题意
| Time Limit: 2000MS | Memory Limit: 131072K | |
| Total Submissions: 12238 | Accepted: 3809 |
Description
Given an integer sequence { an } of length N, you are to cut the sequence into several parts every one of which is a consecutive subsequence of the original sequence. Every part must satisfy that the sum of the integers in the part is not greater than a given integer M. You are to find a cutting that minimizes the sum of the maximum integer of each part.
Input
The first line of input contains two integer N (0 < N ≤ 100 000), M. The following line contains N integers describes the integer sequence. Every integer in the sequence is between 0 and 1 000 000 inclusively.
Output
Output one integer which is the minimum sum of the maximum integer of each part. If no such cuttings exist, output −1.
Sample Input
8 17
2 2 2 8 1 8 2 1
Sample Output
12
Hint
Use 64-bit integer type to hold M.
Source
将一个由N个数组成的序列划分成若干段,要求每段数字的和不超过M,求【每段的最大值】的和 的最小的划分方法,输出这个最小的和。
分析
很久以前某搬题人出的考试题,竟然是POJ原题!还是我做的题太少了。参照Excelsior_kereo的题解。

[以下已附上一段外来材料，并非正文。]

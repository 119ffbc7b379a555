//! Tool call entities: the provider shapes and the normalized native form.

use crate::command::entities::{CommandInvocation, Params};
use serde::{Deserialize, Serialize};

/// Default `type` of a native tool call.
pub const FUNCTION_TYPE: &str = "function";

fn function_type() -> String {
    FUNCTION_TYPE.to_string()
}

/// Function part of a normalized tool call, arguments already parsed.
#[derive(Debug, Clone, PartialEq, Serialize, Deserialize)]
pub struct FunctionCall {
    pub name: String,
    #[serde(default)]
    pub arguments: Params,
}

/// A tool call in normalized provider form:
/// `{id, type: "function", function: {name, arguments}}`.
///
/// `id` must be echoed back with the tool output so the provider can
/// correlate results with calls.
#[derive(Debug, Clone, PartialEq, Serialize, Deserialize)]
pub struct NativeToolCall {
    #[serde(default)]
    pub id: String,
    #[serde(rename = "type", default = "function_type")]
    pub call_type: String,
    pub function: FunctionCall,
}

impl NativeToolCall {
    pub fn new(id: impl Into<String>, name: impl Into<String>, arguments: Params) -> Self {
        Self {
            id: id.into(),
            call_type: function_type(),
            function: FunctionCall {
                name: name.into(),
                arguments,
            },
        }
    }

    /// Name of the command this call maps to.
    pub fn name(&self) -> &str {
        &self.function.name
    }

    /// `function.name → cmd`, `function.arguments → params`, `id → id`.
    pub fn to_invocation(&self) -> CommandInvocation {
        let invocation = CommandInvocation::new(self.function.name.clone())
            .with_params(self.function.arguments.clone());
        if self.id.is_empty() {
            invocation
        } else {
            invocation.with_id(self.id.clone())
        }
    }

    /// `cmd → function.name`, `params → function.arguments`; a missing id
    /// becomes the empty string.
    pub fn from_invocation(invocation: &CommandInvocation) -> Self {
        Self::new(
            invocation.id.clone().unwrap_or_default(),
            invocation.cmd.clone(),
            invocation.params.clone(),
        )
    }
}

/// Function part of a Chat Completions tool call; `arguments` is JSON text.
#[derive(Debug, Clone, PartialEq, Serialize, Deserialize)]
pub struct RawFunctionCall {
    pub name: String,
    #[serde(default)]
    pub arguments: String,
}

/// Tool call as returned by the Chat Completions API.
#[derive(Debug, Clone, PartialEq, Serialize, Deserialize)]
pub struct ChatCompletionsToolCall {
    pub id: String,
    #[serde(rename = "type", default = "function_type")]
    pub call_type: String,
    pub function: RawFunctionCall,
}

/// Output item as returned by the Responses API.
///
/// Only `function_call` items carry a `name`; other item kinds (messages,
/// reasoning) appear in the same list and are skipped.
#[derive(Debug, Clone, Default, PartialEq, Serialize, Deserialize)]
pub struct ResponsesApiToolCall {
    #[serde(rename = "type", default, skip_serializing_if = "Option::is_none")]
    pub item_type: Option<String>,
    #[serde(default, skip_serializing_if = "Option::is_none")]
    pub id: Option<String>,
    #[serde(default, skip_serializing_if = "Option::is_none")]
    pub call_id: Option<String>,
    #[serde(default, skip_serializing_if = "Option::is_none")]
    pub name: Option<String>,
    #[serde(default, skip_serializing_if = "Option::is_none")]
    pub arguments: Option<String>,
}

impl ResponsesApiToolCall {
    /// The ID used to correlate outputs: `call_id`, then `id`, then `""`.
    pub fn correlation_id(&self) -> String {
        self.call_id
            .clone()
            .or_else(|| self.id.clone())
            .unwrap_or_default()
    }
}

/// Tool call as produced by an agent framework; arguments are already a mapping.
#[derive(Debug, Clone, PartialEq, Serialize, Deserialize)]
pub struct AgentToolCall {
    pub tool_id: String,
    pub tool_name: String,
    #[serde(default)]
    pub tool_kwargs: Params,
}

/// Any of the provider tool-call shapes.
#[derive(Debug, Clone, PartialEq, Serialize, Deserialize)]
#[serde(tag = "source", rename_all = "snake_case")]
pub enum ProviderToolCall {
    ChatCompletions(ChatCompletionsToolCall),
    ResponsesApi(ResponsesApiToolCall),
    Agent(AgentToolCall),
}
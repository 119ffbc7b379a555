//! Correlating command results with the tool calls that requested them.
//!
//! After commands run, the host stores their results as the next turn's
//! input: a JSON array of `{"request": {"cmd": ...}, "result": ...}`
//! records. Providers with native tool calling need one output per
//! `tool_call_id`, so results are matched back by command name.

use crate::context::entities::ToolOutput;
use crate::tool_call::entities::NativeToolCall;
use serde_json::{Map, Value};

/// Outputs for each tool call plus, if `input` was unusable, the reason.
#[derive(Debug, Clone, PartialEq)]
pub struct CorrelatedOutputs {
    /// One entry per tool call, in tool call order
    pub outputs: Vec<ToolOutput>,
    /// Why `input` could not be read; every output is `""` when set
    pub input_error: Option<String>,
}

/// Match results in `input` to `tool_calls` by command name.
///
/// When several results share a command name the last one wins. Calls
/// without a result get `""`. An `input` that is missing, not JSON, or not an
/// array yields `""` for every call.
pub fn correlate_outputs(tool_calls: &[NativeToolCall], input: Option<&str>) -> CorrelatedOutputs {
    let (results, input_error) = match index_results(input) {
        Ok(results) => (results, None),
        Err(reason) => (Map::new(), Some(reason)),
    };

    let outputs = tool_calls
        .iter()
        .map(|call| match results.get(call.name()) {
            Some(result) => ToolOutput::new(call.id.clone(), result.clone()),
            None => ToolOutput::empty(call.id.clone()),
        })
        .collect();

    CorrelatedOutputs {
        outputs,
        input_error,
    }
}

fn index_results(input: Option<&str>) -> Result<Map<String, Value>, String> {
    let input = input.ok_or_else(|| "input is empty".to_string())?;
    let parsed: Value = serde_json::from_str(input).map_err(|e| e.to_string())?;
    let Value::Array(records) = parsed else {
        return Err("input is not a JSON array".to_string());
    };

    let mut results = Map::new();
    for record in records {
        let cmd = record
            .get("request")
            .and_then(|r| r.get("cmd"))
            .and_then(Value::as_str);
        if let (Some(cmd), Some(result)) = (cmd, record.get("result")) {
            results.insert(cmd.to_string(), result.clone());
        }
    }
    Ok(results)
}

#[cfg(test)]
mod tests {
    use super::*;
    use crate::command::entities::Params;
    use serde_json::json;

    fn call(id: &str, name: &str) -> NativeToolCall {
        NativeToolCall::new(id, name, Params::new())
    }

    #[test]
    fn test_last_match_wins() {
        let input = r#"[{"request":{"cmd":"foo"},"result":"A"},{"request":{"cmd":"foo"},"result":"B"}]"#;
        let correlated = correlate_outputs(&[call("1", "foo")], Some(input));
        assert_eq!(correlated.outputs, vec![ToolOutput::new("1", "B")]);
        assert!(correlated.input_error.is_none());
    }

    #[test]
    fn test_unmatched_calls_get_empty_output_in_call_order() {
        let input = r#"[{"request":{"cmd":"bar"},"result":{"rows":2}},{"result":"orphan"},{"request":{}}]"#;
        let correlated = correlate_outputs(&[call("1", "foo"), call("2", "bar")], Some(input));
        assert_eq!(
            correlated.outputs,
            vec![
                ToolOutput::empty("1"),
                ToolOutput::new("2", json!({"rows": 2})),
            ]
        );
    }

    #[test]
    fn test_invalid_input_degrades_to_empty_outputs() {
        for input in [None, Some("not json"), Some(r#"{"request":{"cmd":"foo"}}"#)] {
            let correlated = correlate_outputs(&[call("1", "foo"), call("2", "bar")], input);
            assert_eq!(
                correlated.outputs,
                vec![ToolOutput::empty("1"), ToolOutput::empty("2")]
            );
            assert!(correlated.input_error.is_some());
        }
    }

    #[test]
    fn test_no_tool_calls() {
        let correlated = correlate_outputs(&[], Some("[]"));
        assert!(correlated.outputs.is_empty());
    }
}
//! Application-level configuration.
//!
//! - [`CommandSettings`]: snapshot of mode, model and switches that
//!   availability decisions depend on

pub mod command_settings;

pub use command_settings::CommandSettings;
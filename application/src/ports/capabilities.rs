//! Capabilities provider port.
//!
//! The availability decisions depend on state the command layer does not
//! own: the selected mode and model, configuration flags, and which plugins
//! are enabled. This port exposes that state read-only, so the resolver can
//! be exercised with a plain [`CommandSettings`](crate::config::CommandSettings)
//! value in tests and with live configuration in the application.

use cmdlayer_domain::{Mode, ModelInfo};

/// Native tool-calling switches, one per mode family.
#[derive(Debug, Clone, Copy, Default, PartialEq, Eq)]
pub struct NativeFlags {
    /// `func_call.native`
    pub general: bool,
    /// `agent.func_call.native`, used while the legacy agent is active
    pub agent: bool,
    /// `experts.func_call.native`, used while experts mode is active
    pub experts: bool,
}

/// Read-only view of the state availability decisions depend on.
///
/// Implementations must answer from current state on every call; callers
/// never cache the answers.
pub trait CapabilitiesProvider: Send + Sync {
    /// Currently selected mode.
    fn mode(&self) -> Mode;

    /// Currently selected model, if it is known.
    fn current_model(&self) -> Option<ModelInfo>;

    /// Native tool-calling switches.
    fn native_flags(&self) -> NativeFlags;

    /// The global `cmd` switch (command execution).
    fn commands_enabled(&self) -> bool;

    /// Whether an enabled plugin offers inline commands.
    fn inline_commands_available(&self) -> bool;

    /// Whether the legacy agent may call experts (`agent.experts`).
    fn agent_experts_enabled(&self) -> bool;

    /// Whether `model` accepts native tool definitions in `mode`.
    fn is_tool_call_allowed(&self, mode: Mode, model: &ModelInfo) -> bool {
        model.allows_tool_calls(mode)
    }

    /// Whether the legacy agent loop is running.
    fn legacy_agent_active(&self) -> bool {
        self.mode() == Mode::Agent
    }

    /// Whether the session is in experts mode.
    fn experts_active(&self) -> bool {
        self.mode() == Mode::Expert
    }

    /// Whether expert-call functions may be offered: experts mode, or the
    /// legacy agent with experts enabled.
    fn experts_enabled(&self) -> bool {
        self.experts_active() || (self.legacy_agent_active() && self.agent_experts_enabled())
    }
}
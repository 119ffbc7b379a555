//! Built-in function source.
//!
//! - `goal_update`: lets the legacy agent report progress on its goal
//! - `expert_call`: lets a parent conversation delegate to an expert preset
//! - user functions: the `[[functions]]` tables, passed through unchanged

use crate::config::{FileConfig, FileExpertPreset};
use cmdlayer_application::ports::function_source::FunctionSource;
use cmdlayer_domain::command::schema::build_function_schema;
use cmdlayer_domain::{CommandDescriptor, FunctionSchema, Param};
use serde_json::{Value, json};

pub const GOAL_UPDATE: &str = "goal_update";
pub const EXPERT_CALL: &str = "expert_call";

/// Values of `goal_update.status`
pub const GOAL_STATUSES: &[&str] = &["continue", "pause", "finished"];

/// [`FunctionSource`] for the agent and expert functions plus the user's
/// configured functions.
#[derive(Debug, Clone, Default)]
pub struct BuiltinFunctionSource {
    presets: Vec<FileExpertPreset>,
    user_functions: Vec<FunctionSchema>,
}

impl BuiltinFunctionSource {
    pub fn new(presets: Vec<FileExpertPreset>, user_functions: Vec<FunctionSchema>) -> Self {
        Self {
            presets,
            user_functions,
        }
    }

    pub fn from_config(config: &FileConfig) -> Self {
        Self::new(config.experts.presets.clone(), config.functions.clone())
    }

    fn goal_update() -> CommandDescriptor {
        CommandDescriptor::new(
            GOAL_UPDATE,
            "Update the status of the current goal. Call with \"finished\" once the goal is reached.",
        )
        .with_param(
            Param::new("status", "New goal status", true)
                .with_enum(json!({ "status": GOAL_STATUSES })),
        )
    }

    fn expert_call(&self) -> CommandDescriptor {
        let ids: Vec<Value> = self
            .presets
            .iter()
            .map(|p| Value::from(p.id.as_str()))
            .collect();
        CommandDescriptor::new(
            EXPERT_CALL,
            "Ask an expert to handle a query and return its answer.",
        )
        .with_param(Param::new("id", "Expert ID", true).with_enum(json!({ "id": ids })))
        .with_param(Param::new("query", "Query for the expert", true))
    }
}

impl FunctionSource for BuiltinFunctionSource {
    fn agent_functions(&self) -> Vec<FunctionSchema> {
        vec![build_function_schema(&Self::goal_update())]
    }

    fn expert_functions(&self) -> Vec<FunctionSchema> {
        if self.presets.is_empty() {
            return Vec::new();
        }
        vec![build_function_schema(&self.expert_call())]
    }

    fn user_functions(&self) -> Vec<FunctionSchema> {
        self.user_functions.clone()
    }
}

#[cfg(test)]
mod tests {
    use super::*;

    fn preset(id: &str) -> FileExpertPreset {
        FileExpertPreset {
            id: id.to_string(),
            name: id.to_uppercase(),
        }
    }

    #[test]
    fn test_goal_update_schema() {
        let functions = BuiltinFunctionSource::default().agent_functions();
        assert_eq!(functions.len(), 1);
        assert_eq!(functions[0].name, GOAL_UPDATE);
        assert_eq!(
            functions[0].params["properties"]["status"]["enum"],
            json!(["continue", "pause", "finished"])
        );
        assert_eq!(functions[0].params["required"], json!(["status"]));
    }

    #[test]
    fn test_expert_call_lists_presets() {
        let source = BuiltinFunctionSource::new(vec![preset("coder"), preset("translator")], vec![]);
        let functions = source.expert_functions();
        assert_eq!(functions[0].name, EXPERT_CALL);
        assert_eq!(
            functions[0].params["properties"]["id"]["enum"],
            json!(["coder", "translator"])
        );
        assert_eq!(functions[0].params["required"], json!(["id", "query"]));
    }

    #[test]
    fn test_no_presets_no_expert_call() {
        assert!(BuiltinFunctionSource::default().expert_functions().is_empty());
    }

    #[test]
    fn test_user_functions_from_config() {
        let config: FileConfig = toml::from_str(
            r#"
[[functions]]
name = "lookup"
desc = "Look up"
"#,
        )
        .unwrap();
        let source = BuiltinFunctionSource::from_config(&config);
        let functions = source.user_functions();
        assert_eq!(functions[0].name, "lookup");
        assert_eq!(functions[0].params["type"], "object");
    }
}
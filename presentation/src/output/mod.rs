//! Output formatting

pub mod console;
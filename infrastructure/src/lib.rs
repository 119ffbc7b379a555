//! Infrastructure layer for cmdlayer
//!
//! This crate contains adapters that implement the ports defined
//! in the application layer, including configuration file loading.

pub mod config;
pub mod functions;
pub mod logging;
pub mod plugins;

// Re-export commonly used types
pub use config::{
    ConfigCapabilities, ConfigError, ConfigLoader, ConfigValidationError, FileConfig,
    FilePluginConfig,
};
pub use functions::BuiltinFunctionSource;
pub use logging::JsonlSchemaSink;
pub use plugins::{PluginEntry, PluginRegistry};
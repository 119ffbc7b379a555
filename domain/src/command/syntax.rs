//! Compact command syntax block for system prompts.
//!
//! When commands are offered through the prompt instead of native tool
//! calling, the model needs a description of every command. This block is
//! the cheapest faithful rendering: one line of JSON keyed by command name,
//! with `str` types and `required: false` markers elided.

use crate::command::entities::{CommandDescriptor, Param, ParamType};
use serde_json::{Map, Value};

/// Result of [`build_syntax_block`]: the prompt text plus the structure it
/// was serialized from, for inspection.
#[derive(Debug, Clone, PartialEq)]
pub struct SyntaxBlock {
    /// Single-line JSON inserted into the prompt
    pub text: String,
    /// The structure `text` was rendered from
    pub structure: Value,
}

/// Build the syntax block for a list of command descriptors.
///
/// Descriptors without an `instruction` (or with an empty `cmd`) are
/// skipped; an empty instruction still yields an entry. A later descriptor
/// with the same `cmd` replaces an earlier one.
pub fn build_syntax_block(descriptors: &[CommandDescriptor]) -> SyntaxBlock {
    let mut commands = Map::new();

    for descriptor in descriptors {
        let Some(instruction) = &descriptor.instruction else {
            continue;
        };
        if descriptor.cmd.is_empty() {
            continue;
        }

        let mut entry = Map::new();
        entry.insert("help".to_string(), Value::String(instruction.clone()));

        if !descriptor.params.is_empty() {
            let params: Map<String, Value> = descriptor
                .params
                .iter()
                .map(|p| (p.name.clone(), Value::Object(syntax_param(p))))
                .collect();
            entry.insert("params".to_string(), Value::Object(params));
        }

        commands.insert(descriptor.cmd.clone(), Value::Object(entry));
    }

    let structure = Value::Object(commands);
    SyntaxBlock {
        text: structure.to_string(),
        structure,
    }
}

fn syntax_param(param: &Param) -> Map<String, Value> {
    let mut entry = Map::new();

    // str is the implicit default
    if param.param_type != ParamType::Str {
        entry.insert(
            "type".to_string(),
            Value::String(param.param_type.as_str().to_string()),
        );
    }
    if let Some(description) = &param.description {
        entry.insert("help".to_string(), Value::String(description.clone()));
    }
    if param.required {
        entry.insert("required".to_string(), Value::Bool(true));
    } else {
        entry.insert("optional".to_string(), Value::Bool(true));
    }
    if let Some(default) = &param.default {
        entry.insert("default".to_string(), default.clone());
    }
    if let Some(values) = &param.enum_values {
        entry.insert("enum".to_string(), values.clone());
    }

    entry
}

设dp[i]为前i个数取得的最小和,那么我们可以有递推公式:dp[i]=min(dp[i],dp[j]+max(a[j+1],a[j+2],...,a[i])) ,其中j<=i 且sum[j]-sum[i-1]<=m。 由于a数组均大于0,那么可以发现数组dp必然是非递减的。 设a[j+1],a[j+2],...,a[i]中的最大值下标为k,由dp的非递减性,dp[j+1]+a[k]<=dp[j+2]+a[k]<=...<=dp[k-1]+a[k].所以我们取dp[j+1]+a[k],也就是说如果某一段到当前位置i的最大值都一样,取最靠前的即可。那么可以联想到单调队列,维护一个递减的队列,存的是符合要求的某一段的最大值。但是需要注意!队首元素不一定是最优的,由于队列的递减性质,队列中的所有元素都有可能组成最优解。所以用一棵平衡树(multiset)维护。
时间复杂度\(O(n \log n)\)
代码
#include<iostream>
#include<set>
#define rg register
#define il inline
#define co const
template<class T>il T read(){
rg T data=0,w=1;rg char ch=getchar();
while(!isdigit(ch)) {if(ch=='-') w=-1;ch=getchar();}
while(isdigit(ch)) data=data*10+ch-'0',ch=getchar();
return data*w;
}
template<class T>il T read(rg T&x) {return x=read<T>();}
typedef long long ll;
using namespace std;
co int N=1e5+1;
int n,q[N];
ll m,a[N],f[N];
multiset<ll> s;
multiset<ll>::iterator it;
int main(){
read(n),read(m);
for(int i=1;i<=n;++i)
if(read(a[i])>m) return puts("-1"),0;
int t=1,l=0,r=0;
ll tot=0;
for(int i=1;i<=n;++i){
tot+=a[i];
while(tot>m) tot-=a[t++];
while(l<r&&q[l]<t)
if(++l<r&&(it=s.find(f[q[l-1]]+a[q[l]]))!=s.end()) s.erase(it);
while(l<r&&a[q[r-1]]<=a[i])
if(l<--r&&(it=s.find(f[q[r-1]]+a[q[r]]))!=s.end()) s.erase(it);
if(l<r) s.insert(f[q[r-1]]+a[i]);
q[r++]=i;
f[i]=f[t-1]+a[q[l]];
if(s.begin()!=s.end()) f[i]=min(f[i],*s.begin());
}
printf("%lld\n",f[n]);
return 0;
}